Line a strainer with several layers of moistened cheesecloth and set it inside a large bowl. Pour the mixture through the strainer to lift the curds from the milk mixture. You can save or get rid of the liquid that's left, but it can be used in other recipes.
Let the curds drain at room temperature for 2-4 hours. Remove the cheese from the cheesecloth and place in a blender with salt. Blend until creamy.
Store the cheese in small containers with tight fitting lids and refrigerate. You can also freeze and then thaw the cream cheese, but you have to blend it to make it creamy again.
Cannaqueso Dip
Ingredients
7 grams cannabis
1 tablespoon butter
1 tablespoon cornstarch
3/4 cup sour cream
1 cup shredded cheddar cheese
1 tablespoon salsa
Directions
Grind the cannabis into a fine powder. In a medium saucepan over medium heat, melt the butter. Add the cannabis and stir constantly for 5 minutes. Strain the butter through cheesecloth to remove the cannabis and return the butter to the pan.

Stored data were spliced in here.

//! sk-logging: NDJSON run events + atomic JSON report files.
//!
//! Append-only NDJSON logs for run post-mortems. Each line is one event object
//! tagged with `event`, `ts_ms` and `run_id`.

use std::collections::BTreeMap;
use std::fs::{File, OpenOptions};
use std::io::{BufWriter, Read, Seek, SeekFrom, Write};
use std::path::Path;
use std::time::{SystemTime, UNIX_EPOCH};

use serde::de::DeserializeOwned;
use serde::{Deserialize, Serialize};
use thiserror::Error;

/// Crate version.
pub const VERSION: &str = env!("CARGO_PKG_VERSION");

/// Event schema version written into every event.
pub const EVENT_SCHEMA_VERSION: u32 = 1;

#[derive(Debug, Error)]
pub enum LogError {
    #[error("log I/O error: {0}")]
    Io(#[from] std::io::Error),
    #[error("log JSON error: {0}")]
    Json(#[from] serde_json::Error),
}

pub fn now_ms() -> u64 {
    let d = SystemTime::now()
        .duration_since(UNIX_EPOCH)
        .unwrap_or_default();
    d.as_millis() as u64
}

pub fn hash_config_bytes(bytes: &[u8]) -> String {
    blake3::hash(bytes).to_hex().to_string()
}

/// Run id from the run seed and start time, e.g. `run-1700000000000-2a`.
pub fn make_run_id(seed: u64, ts_ms: u64) -> String {
    format!("run-{ts_ms}-{seed:x}")
}

/// Write `value` as pretty JSON via a tmp file + rename, so readers never see
/// a half-written file.
pub fn write_json_atomic<T: Serialize>(path: impl AsRef<Path>, value: &T) -> Result<(), LogError> {
    let path = path.as_ref();
    let tmp = path.with_extension("json.tmp");
    let bytes = serde_json::to_vec_pretty(value)?;
    std::fs::write(&tmp, bytes)?;
    std::fs::rename(&tmp, path)?;
    Ok(())
}

pub fn read_json<T: DeserializeOwned>(path: impl AsRef<Path>) -> Result<T, LogError> {
    let bytes = std::fs::read(path)?;
    Ok(serde_json::from_slice::<T>(&bytes)?)
}

/// Summary of one trial, as logged and written into report files.
#[derive(Debug, Clone, PartialEq, Eq, Serialize, Deserialize)]
pub struct TrialSummaryV1 {
    pub index: u64,
    pub seed: u64,
    pub remaining: u32,
    pub moves_played: u32,
    /// "solved" | "stuck" | "move_cap"
    pub end: String,
    /// Final board, seven text rows.
    pub board: Vec<String>,
}

#[derive(Debug, Clone, Default, PartialEq, Eq, Serialize, Deserialize)]
pub struct EndReasonCountsV1 {
    pub solved: u64,
    pub stuck: u64,
    pub move_cap: u64,
}

#[derive(Debug, Clone, Serialize, Deserialize)]
pub struct RunStartedV1 {
    pub event: String,
    pub v: u32,
    pub ts_ms: u64,
    pub run_id: String,

    pub seed: u64,
    pub max_tries: u64,
    pub move_cap: u32,
    pub threads: usize,
    pub batch_size: usize,
    pub start_pegs: u32,
    pub config_hash: Option<String>,
}

impl RunStartedV1 {
    pub const EVENT: &'static str = "run_started";
}

#[derive(Debug, Clone, Serialize, Deserialize)]
pub struct BatchProgressV1 {
    pub event: String,
    pub v: u32,
    pub ts_ms: u64,
    pub run_id: String,

    pub tries: u64,
    pub total_moves: u64,
    pub best_remaining: Option<u32>,
    pub worst_remaining: Option<u32>,
    pub end_reasons: EndReasonCountsV1,
    pub elapsed_ms: u64,
}

impl BatchProgressV1 {
    pub const EVENT: &'static str = "batch_progress";
}

/// Final event of a run. Also the `--report-json` file format.
#[derive(Debug, Clone, Serialize, Deserialize)]
pub struct RunFinishedV1 {
    pub event: String,
    pub v: u32,
    pub ts_ms: u64,
    pub run_id: String,

    pub seed: u64,
    pub tries: u64,
    pub solved: bool,
    /// "solved" | "try_budget_exhausted" | "cancelled"
    pub end: String,
    pub total_moves: u64,
    pub best: TrialSummaryV1,
    pub worst: TrialSummaryV1,
    pub last: TrialSummaryV1,
    pub end_reasons: EndReasonCountsV1,
    /// Remaining pegs (as string keys in JSON) -> tries.
    pub remaining_histogram: BTreeMap<u32, u64>,
    pub elapsed_ms: u64,
}

impl RunFinishedV1 {
    pub const EVENT: &'static str = "run_finished";
}

/// Append-only NDJSON writer.
///
/// Contract: each call writes exactly one JSON object followed by a newline.
pub struct NdjsonWriter {
    w: BufWriter<File>,
    lines_since_flush: u64,
    flush_every_lines: u64,
}

impl NdjsonWriter {
    /// Open a file for append. Creates it if it doesn't exist.
    pub fn open_append(path: impl AsRef<Path>) -> Result<Self, LogError> {
        Self::open_append_with_flush(path, 0)
    }

    /// `flush_every_lines=0` disables periodic flushing.
    ///
    /// If the file ends in a partial line (crash mid-write), a newline is
    /// written first so new events start on their own line.
    pub fn open_append_with_flush(
        path: impl AsRef<Path>,
        flush_every_lines: u64,
    ) -> Result<Self, LogError> {
        let mut f = OpenOptions::new()
            .create(true)
            .read(true)
            .append(true)
            .open(path)?;
        if f.metadata()?.len() > 0 {
            let mut last = [0u8; 1];
            f.seek(SeekFrom::End(-1))?;
            f.read_exact(&mut last)?;
            if last[0] != b'\n' {
                f.write_all(b"\n")?;
            }
        }
        Ok(Self {
            w: BufWriter::new(f),
            lines_since_flush: 0,
            flush_every_lines,
        })
    }

    pub fn write_event<T: Serialize>(&mut self, event: &T) -> Result<(), LogError> {
        let mut buf = serde_json::to_vec(event)?;
        buf.push(b'\n');
        self.w.write_all(&buf)?;
        self.lines_since_flush += 1;
        if self.flush_every_lines > 0 && self.lines_since_flush >= self.flush_every_lines {
            self.flush()?;
        }
        Ok(())
    }

    pub fn flush(&mut self) -> Result<(), LogError> {
        self.w.flush()?;
        self.lines_since_flush = 0;
        Ok(())
    }
}
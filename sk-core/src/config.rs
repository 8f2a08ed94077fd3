//! Run configuration.
//!
//! Loaded from YAML; every field has a default so an empty file is valid.

use serde::{Deserialize, Serialize};
use std::path::{Path, PathBuf};
use thiserror::Error;

use crate::board::{Board, BoardError};
use crate::trial::DEFAULT_MOVE_CAP;

/// Default try cap per run.
pub const DEFAULT_MAX_TRIES: u64 = 1_000_000;

/// Configuration loading errors.
#[derive(Error, Debug)]
pub enum ConfigError {
    #[error("Failed to read config file: {0}")]
    Io(#[from] std::io::Error),
    #[error("Failed to parse YAML: {0}")]
    Yaml(#[from] serde_yaml::Error),
    #[error("Invalid board layout: {0}")]
    Board(#[from] BoardError),
    #[error("Invalid config: {0}")]
    Invalid(&'static str),
}

/// Root configuration structure.
#[derive(Debug, Clone, Default, Deserialize, Serialize)]
pub struct Config {
    /// Search loop settings.
    #[serde(default)]
    pub search: SearchConfig,
    /// Starting position.
    #[serde(default)]
    pub board: BoardConfig,
    /// Event log settings.
    #[serde(default)]
    pub logging: LoggingConfig,
}

/// Search loop configuration.
#[derive(Debug, Clone, Deserialize, Serialize)]
pub struct SearchConfig {
    /// Try cap per run.
    #[serde(default = "default_max_tries")]
    pub max_tries: u64,
    /// Move cap per trial.
    #[serde(default = "default_move_cap")]
    pub move_cap: u32,
    /// Run seed. If None, one is drawn from OS entropy and reported.
    #[serde(default)]
    pub seed: Option<u64>,
    /// Worker threads: 0 = rayon default, 1 = sequential.
    #[serde(default)]
    pub threads: usize,
    /// Tries per batch. Cancellation and progress are checked between batches.
    #[serde(default = "default_batch_size")]
    pub batch_size: usize,
}

fn default_max_tries() -> u64 {
    DEFAULT_MAX_TRIES
}

fn default_move_cap() -> u32 {
    DEFAULT_MOVE_CAP
}

fn default_batch_size() -> usize {
    4096
}

impl Default for SearchConfig {
    fn default() -> Self {
        Self {
            max_tries: default_max_tries(),
            move_cap: default_move_cap(),
            seed: None,
            threads: 0,
            batch_size: default_batch_size(),
        }
    }
}

/// Starting board configuration.
#[derive(Debug, Clone, Default, Deserialize, Serialize)]
pub struct BoardConfig {
    /// Optional custom layout, seven rows in [`Board::parse`] syntax.
    /// If None, the standard initial layout is used.
    #[serde(default)]
    pub layout: Option<Vec<String>>,
}

impl BoardConfig {
    /// The configured starting board.
    pub fn start_board(&self) -> Result<Board, BoardError> {
        match &self.layout {
            Some(rows) => Board::from_rows(rows),
            None => Ok(Board::new()),
        }
    }
}

/// NDJSON event log configuration.
#[derive(Debug, Clone, Deserialize, Serialize)]
pub struct LoggingConfig {
    /// Append events to this file. If None, no event log is written.
    #[serde(default)]
    pub events_path: Option<PathBuf>,
    /// Flush the event log every N lines (0 disables periodic flushing).
    #[serde(default = "default_flush_every_lines")]
    pub flush_every_lines: u64,
    /// Emit a progress event every N batches (0 disables progress events).
    #[serde(default = "default_progress_every_batches")]
    pub progress_every_batches: u64,
}

fn default_flush_every_lines() -> u64 {
    100
}

fn default_progress_every_batches() -> u64 {
    16
}

impl Default for LoggingConfig {
    fn default() -> Self {
        Self {
            events_path: None,
            flush_every_lines: default_flush_every_lines(),
            progress_every_batches: default_progress_every_batches(),
        }
    }
}

impl Config {
    /// Load configuration from a YAML file.
    pub fn load<P: AsRef<Path>>(path: P) -> Result<Self, ConfigError> {
        let contents = std::fs::read_to_string(path)?;
        Self::from_yaml(&contents)
    }

    /// Load configuration from a YAML string.
    pub fn from_yaml(yaml: &str) -> Result<Self, ConfigError> {
        let config: Config = serde_yaml::from_str(yaml)?;
        config.validate()?;
        Ok(config)
    }

    /// Reject values the search cannot run with.
    pub fn validate(&self) -> Result<(), ConfigError> {
        if self.search.max_tries == 0 {
            return Err(ConfigError::Invalid("search.max_tries must be >= 1"));
        }
        if self.search.batch_size == 0 {
            return Err(ConfigError::Invalid("search.batch_size must be >= 1"));
        }
        self.board.start_board()?;
        Ok(())
    }
}
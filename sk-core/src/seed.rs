//! Per-trial seed derivation.
//!
//! Every try of a run gets its own RNG seeded from (run_seed, try_index), not
//! from a shared evolving RNG. That makes each try reproducible on its own and
//! independent of how tries are spread over threads.

use rand_chacha::ChaCha8Rng;
use rand_core::SeedableRng;

/// SplitMix64 step (fast, deterministic).
pub fn splitmix64_next(state: &mut u64) -> u64 {
    *state = state.wrapping_add(0x9E3779B97F4A7C15);
    let mut z = *state;
    z = (z ^ (z >> 30)).wrapping_mul(0xBF58476D1CE4E5B9);
    z = (z ^ (z >> 27)).wrapping_mul(0x94D049BB133111EB);
    z ^ (z >> 31)
}

/// One-shot SplitMix64 of `x`.
pub fn splitmix64(x: u64) -> u64 {
    let mut s = x;
    splitmix64_next(&mut s)
}

/// Seed for try `try_index` of a run seeded with `run_seed`.
pub fn trial_seed(run_seed: u64, try_index: u64) -> u64 {
    // Fixed, stable mixing. Avoid std Hash/RandomState.
    let x = run_seed ^ try_index.wrapping_mul(0xD6E8FEB86659FD93);
    splitmix64(x)
}

/// RNG for a single trial.
pub fn trial_rng(seed: u64) -> ChaCha8Rng {
    ChaCha8Rng::seed_from_u64(seed)
}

Mix in the cornstarch, making sure to remove all the lumps. Stir in the sour cream. When the mixture becomes hot and bubbly, mix in the cheddar cheese and salsa. Continue stirring until the cheese has melted and the mixture begins to thicken, about 10 minutes. Makes about 2 cups.
Kabob Marinade
Ingredients
1 cup canna-oil
3/4 cup soy sauce
1/2 cup lemon juice
1/4 cup worcestershire sauce
1/4 cup prepared mustard
1 1/2 teaspoons black pepper
2 cloves garlic, minced
Directions
In a large plastic bag, combine the canna-oil, soy sauce, lemon juice, worcestershire sauce, mustard, black pepper, and garlic. Mix well, and add your favorite meat. Seal the bag and marinate in the refrigerator for 24 hours.
Sticky Icky Tzatziki
Ingredients
2 (8 ounce) containers plain yogurt
2 cucumbers, peeled and seeded
2 tablespoons canna-oil
1/2 lemon, juiced
1 pinch kosher salt
1 pinch black pepper
1 tablespoon fresh dill, chopped
3 cloves garlic, peeled
Directions
In a food processor or blender, combine the yogurt, cucumber, olive canna-oil, lemon juice, kosher salt, pepper, dill, and garlic. Process until combined. Transfer to a seperate dish, cover, and refrigerate for at least one hour before serving.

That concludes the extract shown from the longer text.